Maybe it’s better simply to say, the Lake is alive. That is something a map like this can’t quite convey, as it tries to give the impression that the Lake’s geography is fixed in place. Instead of drawing or studying a map that describes the static geography (or geology) of the Lake, let’s try to appreciate the simple truth that the Lake that is a fluid place, and understand that what’s happening right now in Thunder Bay or on the Keweenaw Peninsula, or at the mouth of the Michipicoten or St. Mary’s rivers, isn’t just isolated or restricted to that place; it’s happening on Lake Superior and in the life of the Lake. The task, then, would be to map not a static geography or territory but an incessant, fluid deterritorialization.

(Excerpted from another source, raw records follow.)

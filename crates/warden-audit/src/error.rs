// Copyright (c) 2025 Geoffrey Huntley <ghuntley@ghuntley.com>. All rights reserved.
// SPDX-License-Identifier: Proprietary

use thiserror::Error;

pub type AuditResult<T> = Result<T, AuditError>;

#[derive(Error, Debug)]
pub enum AuditError {
	#[error("database error: {0}")]
	Database(#[from] sqlx::Error),

	#[error("serialization error: {0}")]
	Serialization(#[from] serde_json::Error),

	#[error("unknown audit action: {0}")]
	UnknownAction(String),
}
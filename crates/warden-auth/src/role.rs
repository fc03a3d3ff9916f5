// Copyright (c) 2025 Geoffrey Huntley <ghuntley@ghuntley.com>. All rights reserved.
// SPDX-License-Identifier: Proprietary

//! Role entity and role-spec validation.

use chrono::{DateTime, Utc};
use serde::{Deserialize, Serialize};

use crate::error::AuthError;
use crate::pattern::PathPattern;
use crate::types::{Permission, RoleId, UserId};

/// A named bundle of permissions held by one user, optionally scoped to a
/// path pattern.
#[derive(Debug, Clone, Serialize, Deserialize)]
pub struct Role {
	pub id: RoleId,
	pub user_id: UserId,
	pub name: String,
	pub permissions: Vec<Permission>,
	pub path_pattern: Option<String>,
	pub created_at: DateTime<Utc>,
	pub updated_at: DateTime<Utc>,
}

impl Role {
	/// Compile the stored pattern text, if present.
	pub fn compiled_pattern(&self) -> Result<Option<PathPattern>, AuthError> {
		self.path_pattern
			.as_deref()
			.map(PathPattern::compile)
			.transpose()
	}

	pub fn grants_admin(&self) -> bool {
		self.permissions.contains(&Permission::Admin)
	}
}

/// Validated input for role creation.
#[derive(Debug, Clone)]
pub struct RoleSpec {
	pub name: String,
	pub permissions: Vec<Permission>,
	pub path_pattern: Option<String>,
}

impl RoleSpec {
	/// Validate a prospective role: name charset/length, non-empty
	/// deduplicated permissions, compilable pattern.
	pub fn new(
		name: &str,
		permissions: Vec<Permission>,
		path_pattern: Option<&str>,
	) -> Result<Self, AuthError> {
		let name = name.trim();
		if name.is_empty() || name.len() > 100 {
			return Err(AuthError::InvalidRoleName(
				"must be 1-100 characters".to_string(),
			));
		}
		if !name
			.chars()
			.all(|c| c.is_ascii_alphanumeric() || matches!(c, '_' | '-' | '.' | '/' | '*' | ' '))
		{
			return Err(AuthError::InvalidRoleName(format!(
				"'{name}' contains forbidden characters"
			)));
		}

		if permissions.is_empty() {
			return Err(AuthError::EmptyPermissions);
		}
		let mut deduped: Vec<Permission> = Vec::with_capacity(permissions.len());
		for p in permissions {
			if !deduped.contains(&p) {
				deduped.push(p);
			}
		}

		if let Some(p) = path_pattern {
			PathPattern::compile(p)?;
		}

		Ok(Self {
			name: name.to_string(),
			permissions: deduped,
			path_pattern: path_pattern.map(str::to_string),
		})
	}
}
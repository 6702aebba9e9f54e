//! Fiscal rules, invoice extraction and payment-complement assembly for
//! Mexican CFDI documents.

pub mod catalog;
pub mod complement;
pub mod error;
pub mod models;
pub mod parsing;
mod patterns;
pub mod validation;
pub mod xml;

pub use catalog::FiscalDefaults;
pub use complement::{build_ingress, build_payment_complement, CfdiPayload, CfdiType};
pub use error::CfdiError;
pub use models::{FiscalContext, Invoice, PaymentComplement, PaymentParams};
pub use parsing::{extract, Extraction, Extractor, FallbackPolicy};
pub use validation::{normalize, FiscalWarning, Normalized};
//! Remote stamping of CFDI payloads.

use async_trait::async_trait;
use base64::{engine::general_purpose::STANDARD, Engine as _};
use cfdi_core::{
    build_ingress, build_payment_complement, CfdiError, CfdiPayload, FiscalContext, Invoice,
    PaymentParams,
};
use serde::{Deserialize, Serialize};
use thiserror::Error;

pub mod facturama;
pub mod mock;

#[derive(Debug, Error)]
pub enum StampError {
    #[error("provider returned {status}: {body}")]
    Http { status: u16, body: String },

    #[error("provider did not answer in time")]
    Timeout,

    #[error("transport error: {0}")]
    Transport(String),

    #[error("unexpected provider response: {0}")]
    InvalidResponse(String),

    #[error("provider response carries no fiscal UUID")]
    MissingFiscalUuid,

    /// The ingress CFDI could not be stamped, so no payment was sent.
    #[error("ingress CFDI was not stamped: {0}")]
    Ingress(#[source] Box<StampError>),

    #[error(transparent)]
    Render(#[from] CfdiError),
}

impl From<reqwest::Error> for StampError {
    fn from(e: reqwest::Error) -> Self {
        if e.is_timeout() {
            StampError::Timeout
        } else if e.is_decode() {
            StampError::InvalidResponse(e.to_string())
        } else {
            StampError::Transport(e.to_string())
        }
    }
}

/// A CFDI accepted and stamped by the provider.
#[derive(Debug, Clone, PartialEq, Eq, Serialize, Deserialize)]
pub struct CreatedCfdi {
    /// Provider-side document id.
    pub id: String,
    pub fiscal_uuid: String,
    /// XML echoed back by the provider, when it sends one.
    pub content: Option<String>,
}

#[async_trait]
pub trait StampingClient: Send + Sync {
    async fn create_cfdi(&self, payload: &CfdiPayload) -> Result<CreatedCfdi, StampError>;
    async fn fetch_pdf(&self, id: &str) -> Result<Vec<u8>, StampError>;
}

/// Result of [`stamp_complement`], ready to be persisted.
#[derive(Debug, Clone)]
pub struct StampedComplement {
    pub external_id: String,
    pub fiscal_uuid: String,
    /// Set when an ingress CFDI was stamped during this call.
    pub provider_uuid: Option<String>,
    /// Base64 PDF; `None` when the download failed.
    pub pdf_blob: Option<String>,
    pub xml_content: Option<String>,
    pub payload: CfdiPayload,
}

/// Stamp the payment complement for `invoice`.
///
/// An invoice that has never been stamped by the provider gets an ingress
/// CFDI first; its fiscal UUID becomes the related document of the
/// complement. A failed PDF download does not fail the call.
pub async fn stamp_complement(
    client: &dyn StampingClient,
    invoice: &Invoice,
    params: &PaymentParams,
    ctx: &FiscalContext,
) -> Result<StampedComplement, StampError> {
    let mut invoice = invoice.clone();
    let mut provider_uuid = None;

    if !invoice.has_provider_uuid() {
        let ingress = build_ingress(&invoice, ctx)?;
        let created = client
            .create_cfdi(&ingress)
            .await
            .map_err(|e| StampError::Ingress(Box::new(e)))?;
        tracing::info!(
            invoice_uuid = %invoice.uuid,
            fiscal_uuid = %created.fiscal_uuid,
            "ingress CFDI stamped"
        );
        invoice.provider_uuid = Some(created.fiscal_uuid.clone());
        provider_uuid = Some(created.fiscal_uuid);
    }

    let payload = build_payment_complement(&invoice, params, ctx)?;
    let created = client.create_cfdi(&payload).await?;
    tracing::info!(
        external_id = %created.id,
        fiscal_uuid = %created.fiscal_uuid,
        "payment complement stamped"
    );

    let pdf_blob = match client.fetch_pdf(&created.id).await {
        Ok(bytes) => Some(STANDARD.encode(bytes)),
        Err(e) => {
            tracing::warn!(external_id = %created.id, error = %e, "PDF download failed");
            None
        }
    };

    Ok(StampedComplement {
        external_id: created.id,
        fiscal_uuid: created.fiscal_uuid,
        provider_uuid,
        pdf_blob,
        xml_content: created.content,
        payload,
    })
}
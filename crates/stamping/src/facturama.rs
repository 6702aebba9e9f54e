use super::{CreatedCfdi, StampError, StampingClient};
use async_trait::async_trait;
use cfdi_core::CfdiPayload;
use serde::Deserialize;
use std::sync::Arc;
use std::time::Duration;

pub const SANDBOX_URL: &str = "https://apisandbox.facturama.mx";

#[derive(Debug, Clone)]
pub struct FacturamaSettings {
    pub base_url: String,
    pub username: String,
    pub password: String,
    pub connect_timeout: Duration,
    /// Bound on the whole exchange once connected.
    pub read_timeout: Duration,
}

impl FacturamaSettings {
    pub fn new(base_url: impl Into<String>, username: impl Into<String>, password: impl Into<String>) -> Self {
        Self {
            base_url: base_url.into(),
            username: username.into(),
            password: password.into(),
            connect_timeout: Duration::from_secs(30),
            read_timeout: Duration::from_secs(60),
        }
    }
}

#[derive(Clone)]
pub struct FacturamaClient {
    base_url: String,
    username: String,
    password: String,
    http_client: reqwest::Client,
}

#[derive(Debug, Deserialize)]
#[serde(rename_all = "PascalCase")]
struct CreateResponse {
    id: Option<String>,
    complement: Option<ResponseComplement>,
    content: Option<String>,
}

#[derive(Debug, Deserialize)]
#[serde(rename_all = "PascalCase")]
struct ResponseComplement {
    tax_stamp: Option<ResponseTaxStamp>,
}

#[derive(Debug, Deserialize)]
#[serde(rename_all = "PascalCase")]
struct ResponseTaxStamp {
    uuid: Option<String>,
}

impl FacturamaClient {
    pub fn new(settings: FacturamaSettings) -> Result<Arc<Self>, StampError> {
        let http_client = reqwest::Client::builder()
            .connect_timeout(settings.connect_timeout)
            .timeout(settings.read_timeout)
            .build()?;
        Ok(Arc::new(Self {
            base_url: settings.base_url.trim_end_matches('/').to_string(),
            username: settings.username,
            password: settings.password,
            http_client,
        }))
    }

    async fn failure(resp: reqwest::Response) -> StampError {
        let status = resp.status().as_u16();
        let body = resp.text().await.unwrap_or_default();
        tracing::error!(status, body = %body, "Facturama request failed");
        StampError::Http { status, body }
    }
}

#[async_trait]
impl StampingClient for FacturamaClient {
    async fn create_cfdi(&self, payload: &CfdiPayload) -> Result<CreatedCfdi, StampError> {
        let url = format!("{}/api/3/cfdis", self.base_url);

        let resp = self
            .http_client
            .post(&url)
            .basic_auth(&self.username, Some(&self.password))
            .json(payload)
            .send()
            .await?;

        if !matches!(resp.status().as_u16(), 200 | 201) {
            return Err(Self::failure(resp).await);
        }

        let body = resp.text().await?;
        let created: CreateResponse = serde_json::from_str(&body)
            .map_err(|e| StampError::InvalidResponse(e.to_string()))?;

        let id = created
            .id
            .filter(|id| !id.is_empty())
            .ok_or_else(|| StampError::InvalidResponse("missing Id".to_string()))?;
        let fiscal_uuid = created
            .complement
            .and_then(|c| c.tax_stamp)
            .and_then(|t| t.uuid)
            .filter(|u| !u.is_empty())
            .ok_or(StampError::MissingFiscalUuid)?;

        tracing::info!(id = %id, fiscal_uuid = %fiscal_uuid, serie = %payload.serie, "CFDI created in Facturama");

        Ok(CreatedCfdi {
            id,
            fiscal_uuid,
            content: created.content,
        })
    }

    async fn fetch_pdf(&self, id: &str) -> Result<Vec<u8>, StampError> {
        let url = format!("{}/api/lite/cfdi/{}/pdf", self.base_url, id);

        let resp = self
            .http_client
            .get(&url)
            .basic_auth(&self.username, Some(&self.password))
            .send()
            .await?;

        if !resp.status().is_success() {
            return Err(Self::failure(resp).await);
        }

        let bytes = resp.bytes().await?;
        tracing::debug!(id = %id, size = bytes.len(), "PDF downloaded");
        Ok(bytes.to_vec())
    }
}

Actions and events ripple and flow and move across the Lake; and at the same time the Lake is so much greater than the mere sum of all the actions and events that will diminish its life-force and force it, from all sides, to become something other than it was. Why? Because the Lake is alive, which means the Lake is already, incessantly, in millions of movements and in billions of ways, becoming something other than itself.
Those who live around the Lake are also alive in the Lake and the Lake is alive in them. Listen to Pierre Trudeau. The process of the Lake is the process of life itself; the story of the Lake is the story of life. In the most famous telling of that story, in the book of Genesis, the spirit of God moves across the waters — Gitchie Manitou, the Great Spirit, over Gichigami, the Great Water — to create life; but after that first movement, life is in the water and the water moves in everything that is alive and everything alive moves in it. It is life itself.